▸ **EXERCISE OBJECTIVE**
In the entries below, filter for the word "Passed" and copy every matching line.

▸ **SUPPLIED MATERIAL**
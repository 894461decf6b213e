//! Canonical JUnit serialization of the normalized tree
//!
//! Round-trip law: parsing the output of [`to_junit_xml`] yields a tree with
//! identical totals (tests, failures, errors, skipped).

use quick_xml::events::{BytesDecl, BytesEnd, BytesStart, BytesText, Event};
use quick_xml::Writer;

use crate::types::{Case, CaseStatus, Suite, TestSuites};

/// Serialize the normalized tree to canonical JUnit XML
pub fn to_junit_xml(tree: &TestSuites) -> String {
    let mut writer = Writer::new_with_indent(Vec::new(), b' ', 2);

    writer
        .write_event(Event::Decl(BytesDecl::new("1.0", Some("UTF-8"), None)))
        .expect("in-memory write cannot fail");

    let mut root = BytesStart::new("testsuites");
    if let Some(name) = &tree.name {
        root.push_attribute(("name", name.as_str()));
    }
    push_totals(&mut root, tree);
    writer.write_event(Event::Start(root)).expect("write");

    for suite in &tree.suites {
        write_suite(&mut writer, suite);
    }

    writer
        .write_event(Event::End(BytesEnd::new("testsuites")))
        .expect("write");

    String::from_utf8(writer.into_inner()).expect("writer produces UTF-8")
}

fn push_totals(element: &mut BytesStart<'_>, tree: &TestSuites) {
    element.push_attribute(("tests", tree.totals.tests.to_string().as_str()));
    element.push_attribute(("failures", tree.totals.failures.to_string().as_str()));
    element.push_attribute(("errors", tree.totals.errors.to_string().as_str()));
    element.push_attribute(("skipped", tree.totals.skipped.to_string().as_str()));
}

fn write_suite(writer: &mut Writer<Vec<u8>>, suite: &Suite) {
    let mut start = BytesStart::new("testsuite");
    start.push_attribute(("name", suite.name.as_str()));
    start.push_attribute(("tests", suite.totals.tests.to_string().as_str()));
    start.push_attribute(("failures", suite.totals.failures.to_string().as_str()));
    start.push_attribute(("errors", suite.totals.errors.to_string().as_str()));
    start.push_attribute(("skipped", suite.totals.skipped.to_string().as_str()));
    if let Some(ts) = suite.timestamp {
        start.push_attribute(("timestamp", ts.to_rfc3339().as_str()));
    }
    writer.write_event(Event::Start(start)).expect("write");

    for case in &suite.cases {
        write_case(writer, case);
    }

    writer
        .write_event(Event::End(BytesEnd::new("testsuite")))
        .expect("write");
}

fn write_case(writer: &mut Writer<Vec<u8>>, case: &Case) {
    let mut start = BytesStart::new("testcase");
    if let Some(class_name) = &case.class_name {
        start.push_attribute(("classname", class_name.as_str()));
    }
    start.push_attribute(("name", case.name.as_str()));
    if let Some(time) = case.time_seconds {
        start.push_attribute(("time", format!("{:.3}", time).as_str()));
    }
    if let Some(file) = &case.file {
        start.push_attribute(("file", file.as_str()));
    }

    if case.status == CaseStatus::Passed
        && case.system_out.is_none()
        && case.system_err.is_none()
    {
        writer.write_event(Event::Empty(start)).expect("write");
        return;
    }

    writer.write_event(Event::Start(start)).expect("write");

    match case.status {
        CaseStatus::Failed => write_verdict(writer, "failure", case),
        CaseStatus::Error => write_verdict(writer, "error", case),
        CaseStatus::Skipped => write_verdict(writer, "skipped", case),
        CaseStatus::Passed => {}
    }

    if let Some(out) = &case.system_out {
        write_text_element(writer, "system-out", out);
    }
    if let Some(err) = &case.system_err {
        write_text_element(writer, "system-err", err);
    }

    writer
        .write_event(Event::End(BytesEnd::new("testcase")))
        .expect("write");
}

fn write_verdict(writer: &mut Writer<Vec<u8>>, tag: &str, case: &Case) {
    let mut start = BytesStart::new(tag);
    if let Some(message) = &case.message {
        start.push_attribute(("message", message.as_str()));
    }
    match &case.stack_text {
        Some(stack) => {
            writer.write_event(Event::Start(start)).expect("write");
            writer
                .write_event(Event::Text(BytesText::new(stack)))
                .expect("write");
            writer
                .write_event(Event::End(BytesEnd::new(tag)))
                .expect("write");
        }
        None => {
            writer.write_event(Event::Empty(start)).expect("write");
        }
    }
}

fn write_text_element(writer: &mut Writer<Vec<u8>>, tag: &str, text: &str) {
    writer
        .write_event(Event::Start(BytesStart::new(tag)))
        .expect("write");
    writer
        .write_event(Event::Text(BytesText::new(text)))
        .expect("write");
    writer
        .write_event(Event::End(BytesEnd::new(tag)))
        .expect("write");
}

#[cfg(test)]
mod tests {
    use super::*;
    use crate::parser::parse_str;
    use crate::types::{Dialect, Totals};

    fn sample_tree() -> TestSuites {
        let mut suite = Suite {
            name: "com.acme.WidgetTest".to_string(),
            totals: Totals::default(),
            timestamp: None,
            cases: Vec::new(),
        };
        let cases = [
            (CaseStatus::Passed, None),
            (CaseStatus::Failed, Some("expected blue")),
            (CaseStatus::Error, Some("io refused")),
            (CaseStatus::Skipped, Some("quarantined")),
        ];
        for (i, (status, message)) in cases.into_iter().enumerate() {
            suite.totals.absorb(status);
            suite.cases.push(Case {
                suite: suite.name.clone(),
                class_name: Some(suite.name.clone()),
                name: format!("case_{}", i),
                status,
                time_seconds: Some(0.1),
                message: message.map(str::to_string),
                stack_text: matches!(status, CaseStatus::Failed | CaseStatus::Error)
                    .then(|| "at com.acme.WidgetTest".to_string()),
                system_out: None,
                system_err: None,
                file: None,
            });
        }
        let mut tree = TestSuites {
            name: Some("nightly".to_string()),
            totals: Totals::default(),
            suites: vec![suite],
        };
        tree.totals = tree.suites[0].totals;
        tree
    }

    #[test]
    fn test_roundtrip_preserves_totals() {
        let original = sample_tree();
        let xml = to_junit_xml(&original);
        let reparsed = parse_str(&xml, Some(Dialect::Generic)).unwrap();

        assert_eq!(reparsed.totals, original.totals);
        assert_eq!(reparsed.suites.len(), original.suites.len());
        assert_eq!(reparsed.suites[0].totals, original.suites[0].totals);
    }

    #[test]
    fn test_roundtrip_preserves_statuses_and_messages() {
        let original = sample_tree();
        let xml = to_junit_xml(&original);
        let reparsed = parse_str(&xml, Some(Dialect::Generic)).unwrap();

        for (a, b) in original.suites[0]
            .cases
            .iter()
            .zip(reparsed.suites[0].cases.iter())
        {
            assert_eq!(a.status, b.status, "status drifted for {}", a.name);
            assert_eq!(a.message, b.message, "message drifted for {}", a.name);
        }
    }

    #[test]
    fn test_writer_emits_declaration() {
        let xml = to_junit_xml(&sample_tree());
        assert!(xml.starts_with("<?xml version=\"1.0\""));
    }
}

▸ **EXERCISE OUTPUT**
    if case.status == CaseStatus::Passed
        CaseStatus::Passed => {}
            (CaseStatus::Passed, None),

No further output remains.